45 kg de miel produit en 2019
Deux à trois fois par an, le miel des cinq ruches est récolté. La couleur, l’humidité, la teneur en sucre, les enzymes, les pollens présents… donnent des informations sur la composition florale du miel et donc sur les plantes butinées par les abeilles. Au-delà des échantillons qui sont analysés par le CETAM et conservés à l’Écothèque, ce sont plusieurs dizaines de kilos de miel qui sont produits chaque année sur place à l’Andra… et qui régalent les amateurs parmi les salariés !
« À la fois animaux domestiques dont nous exploitons le miel et animaux sauvages, les abeilles sont des auxiliaires d’observation exceptionnelles. Grâce aux pollens qu’elles récoltent et au miel qu’elles produisent, elles nous apportent des informations sur la flore que l’on ne pourrait pas obtenir autrement. »
Des populations d’abeilles qui évoluent
Une fois par an, une centaine d’abeilles sont prélevées sur chaque ruche.
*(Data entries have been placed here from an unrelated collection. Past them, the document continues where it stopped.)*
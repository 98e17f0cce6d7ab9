//! Session registry
//!
//! Maps each [`SessionKey`] to the [`SessionState`] created for it on the
//! first matching packet. Sessions are never removed during a run.

use std::collections::HashMap;
use std::collections::hash_map::Entry;

use tracing::debug;

use super::{AccumulatorFactory, FrameAccumulator, FrameSink, SessionMeta};
use crate::config::AnalyzerConfig;
use crate::types::{CaptureTime, PacketRecord, SessionKey, StreamStats};
use crate::{AnalysisError, Result};

/// Everything known about one session.
pub struct SessionState {
    meta: SessionMeta,
    first_time: CaptureTime,
    last_time: CaptureTime,
    first_rtp: u32,
    last_rtp: u32,
    total_pkts: u64,
    total_bytes: u64,
    accumulator: Box<dyn FrameAccumulator>,
}

impl std::fmt::Debug for SessionState {
    fn fmt(&self, f: &mut std::fmt::Formatter<'_>) -> std::fmt::Result {
        f.debug_struct("SessionState")
            .field("meta", &self.meta)
            .field("first_time", &self.first_time)
            .field("last_time", &self.last_time)
            .field("first_rtp", &self.first_rtp)
            .field("last_rtp", &self.last_rtp)
            .field("total_pkts", &self.total_pkts)
            .field("total_bytes", &self.total_bytes)
            .finish_non_exhaustive()
    }
}

impl SessionState {
    fn new(
        meta: SessionMeta,
        packet: &PacketRecord,
        accumulator: Box<dyn FrameAccumulator>,
    ) -> Self {
        Self {
            meta,
            first_time: packet.captured,
            last_time: packet.captured,
            first_rtp: packet.rtp_timestamp,
            last_rtp: packet.rtp_timestamp,
            total_pkts: 0,
            total_bytes: 0,
            accumulator,
        }
    }

    /// Update session counters and hand the packet to the accumulator.
    pub fn ingest(&mut self, packet: &PacketRecord, sink: &mut dyn FrameSink) {
        self.last_time = packet.captured;
        self.last_rtp = packet.rtp_timestamp;
        self.total_pkts += 1;
        self.total_bytes += u64::from(packet.payload_len);

        self.accumulator.add(&self.meta, packet, sink);
    }

    /// Flush the accumulator at end of input.
    pub fn finish(&mut self, sink: &mut dyn FrameSink) {
        self.accumulator.finish(&self.meta, sink);
    }

    pub fn meta(&self) -> &SessionMeta {
        &self.meta
    }

    pub fn key(&self) -> &SessionKey {
        &self.meta.key
    }

    pub fn sampling_rate(&self) -> u32 {
        self.meta.sampling_rate
    }

    pub fn first_time(&self) -> CaptureTime {
        self.first_time
    }

    pub fn last_time(&self) -> CaptureTime {
        self.last_time
    }

    pub fn first_rtp(&self) -> u32 {
        self.first_rtp
    }

    pub fn last_rtp(&self) -> u32 {
        self.last_rtp
    }

    pub fn total_pkts(&self) -> u64 {
        self.total_pkts
    }

    pub fn total_bytes(&self) -> u64 {
        self.total_bytes
    }

    pub fn stats(&self) -> &StreamStats {
        self.accumulator.stats()
    }
}

/// Owner of all session state for one run.
pub struct SessionRegistry {
    config: AnalyzerConfig,
    factory: Box<dyn AccumulatorFactory>,
    sessions: HashMap<SessionKey, SessionState>,
    /// Keys in creation order, for deterministic summaries
    order: Vec<SessionKey>,
}

impl SessionRegistry {
    pub fn new(config: AnalyzerConfig, factory: Box<dyn AccumulatorFactory>) -> Self {
        Self { config, factory, sessions: HashMap::new(), order: Vec::new() }
    }

    /// Session key a packet belongs to.
    pub fn key_for(&self, packet: &PacketRecord) -> SessionKey {
        SessionKey {
            five_tuple: packet.five_tuple,
            ssrc: packet.ssrc,
            media_type: self.config.media_type(packet.media_tag),
            stream_type: packet.stream_type,
        }
    }

    /// Look up the session for `key`, creating it from `packet` when absent.
    pub fn ensure_session(
        &mut self,
        key: SessionKey,
        packet: &PacketRecord,
    ) -> Result<&mut SessionState> {
        match self.sessions.entry(key) {
            Entry::Occupied(entry) => Ok(entry.into_mut()),
            Entry::Vacant(entry) => {
                let meta =
                    SessionMeta { key, sampling_rate: self.config.sampling_rate(key.media_type) };
                let accumulator = self
                    .factory
                    .create(&meta)
                    .map_err(|e| AnalysisError::session_setup(key.to_string(), e.to_string()))?;

                debug!(session = %key, sampling_rate = meta.sampling_rate, "New session");
                self.order.push(key);
                Ok(entry.insert(SessionState::new(meta, packet, accumulator)))
            }
        }
    }

    pub fn get(&self, key: &SessionKey) -> Option<&SessionState> {
        self.sessions.get(key)
    }

    pub fn len(&self) -> usize {
        self.sessions.len()
    }

    pub fn is_empty(&self) -> bool {
        self.sessions.is_empty()
    }

    /// Sessions in creation order.
    pub fn iter(&self) -> impl Iterator<Item = &SessionState> {
        self.order.iter().filter_map(|key| self.sessions.get(key))
    }

    /// Flush every session's accumulator, in creation order.
    pub fn finish_all(&mut self, sink: &mut dyn FrameSink) {
        for key in &self.order {
            if let Some(state) = self.sessions.get_mut(key) {
                state.finish(sink);
            }
        }
    }
}

#[cfg(test)]
mod tests {
    use super::*;
    use crate::session::RtpAccumulatorFactory;
    use crate::test_utils::{RecordingSink, audio_packet, video_packet};
    use crate::types::{MediaType, StreamType};

    fn registry() -> SessionRegistry {
        let config = AnalyzerConfig::default();
        SessionRegistry::new(config, Box::new(RtpAccumulatorFactory { stats_interval_secs: 1 }))
    }

    #[test]
    fn sampling_rate_is_chosen_from_media_type() -> anyhow::Result<()> {
        let mut registry = registry();

        let audio = audio_packet(1, 160, 1_000);
        let key = registry.key_for(&audio);
        assert_eq!(key.media_type, MediaType::Audio);
        assert_eq!(registry.ensure_session(key, &audio)?.sampling_rate(), 8000);

        let video = video_packet(1, 3000, 1_000);
        let key = registry.key_for(&video);
        assert_eq!(key.media_type, MediaType::Video);
        assert_eq!(registry.ensure_session(key, &video)?.sampling_rate(), 90_000);

        assert_eq!(registry.len(), 2);
        Ok(())
    }

    #[test]
    fn sessions_are_created_once_and_track_totals() -> anyhow::Result<()> {
        let mut registry = registry();
        let mut sink = RecordingSink::default();

        for (seq, ts, ms) in [(1u16, 3000u32, 1_000u64), (2, 3000, 1_010), (3, 6000, 1_040)] {
            let packet = video_packet(seq, ts, ms);
            let key = registry.key_for(&packet);
            registry.ensure_session(key, &packet)?.ingest(&packet, &mut sink);
        }

        assert_eq!(registry.len(), 1);
        let state = registry.iter().next().expect("one session");
        assert_eq!(state.total_pkts(), 3);
        assert_eq!(state.total_bytes(), 3000);
        assert_eq!(state.first_time().as_millis(), 1_000);
        assert_eq!(state.last_time().as_millis(), 1_040);
        assert_eq!(state.first_rtp(), 3000);
        assert_eq!(state.last_rtp(), 6000);
        assert_eq!(state.stats().total_pkts, 3);
        Ok(())
    }

    #[test]
    fn fec_stream_is_a_separate_session() -> anyhow::Result<()> {
        let mut registry = registry();

        let media = video_packet(1, 3000, 1_000);
        let fec = PacketRecord { stream_type: StreamType::Fec, ..media.clone() };

        let media_key = registry.key_for(&media);
        registry.ensure_session(media_key, &media)?;
        let fec_key = registry.key_for(&fec);
        registry.ensure_session(fec_key, &fec)?;

        assert_eq!(registry.len(), 2);
        assert_eq!(media_key.group_key(), fec_key.group_key());
        Ok(())
    }

    #[test]
    fn factory_failure_is_session_setup_error() {
        let failing = |_: &SessionMeta| -> Result<Box<dyn FrameAccumulator>> {
            Err(AnalysisError::config("no accumulator for this media"))
        };
        let mut registry = SessionRegistry::new(AnalyzerConfig::default(), Box::new(failing));

        let packet = video_packet(1, 3000, 1_000);
        let key = registry.key_for(&packet);
        let result = registry.ensure_session(key, &packet);

        assert!(matches!(result, Err(AnalysisError::SessionSetup { .. })));
        assert!(registry.is_empty());
    }
}
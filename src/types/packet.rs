//! Parsed packet records handed over by the capture layer

use super::{CaptureTime, FiveTuple, StreamType};

/// One already-parsed RTP packet.
///
/// Field extraction (IP/UDP/RTP headers, application media tags) happens in
/// the capture layer; the analyzer only reads these values.
#[derive(Debug, Clone, PartialEq, Eq)]
pub struct PacketRecord {
    pub captured: CaptureTime,
    pub five_tuple: FiveTuple,
    pub ssrc: u32,
    /// Application-level media type tag (e.g. 15 audio, 16 video).
    pub media_tag: u8,
    pub stream_type: StreamType,
    pub payload_type: u8,
    pub sequence: u16,
    pub rtp_timestamp: u32,
    pub payload_len: u32,
    pub ext: [u8; 3],
    /// Number of packets the sender announced for this packet's frame.
    pub packets_hint: Option<u16>,
}

/// Metadata of the first packet of a frame, forwarded with the frame.
#[derive(Debug, Clone, Copy, Default, PartialEq, Eq)]
pub struct PacketMeta {
    pub media_tag: u8,
    pub ext: [u8; 3],
    pub packets_hint: Option<u16>,
}

impl From<&PacketRecord> for PacketMeta {
    fn from(packet: &PacketRecord) -> Self {
        Self { media_tag: packet.media_tag, ext: packet.ext, packets_hint: packet.packets_hint }
    }
}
En observant de très près leurs ailes et leur corps, le CETAM peut déterminer le niveau d’hybridation dans chaque ruche. En effet, comme la reine est fécondée par plusieurs mâles venant d’autres colonies, différentes races se mélangent au sein d’une même ruche. À l’OPE, l’abeille noire traditionnelle de la région est de plus en plus métissée avec la Buckfast, une abeille hybride créée par un moine anglais au XXe siècle. Les abeilles ainsi prélevées sont cryogénisées et conservées à l’Écothèque.
Avez-vous remarqué que le miel de tilleul sent la menthe ?
C’est parce que le nectar produit dans les fleurs de tilleul contient du menthol. Mais, ironiquement, le miel de menthe, lui, ne sent pas la menthe. Pourquoi ? Parce que les molécules de menthol ne sont présentes que dans les feuilles, que les abeilles ne butinent pas.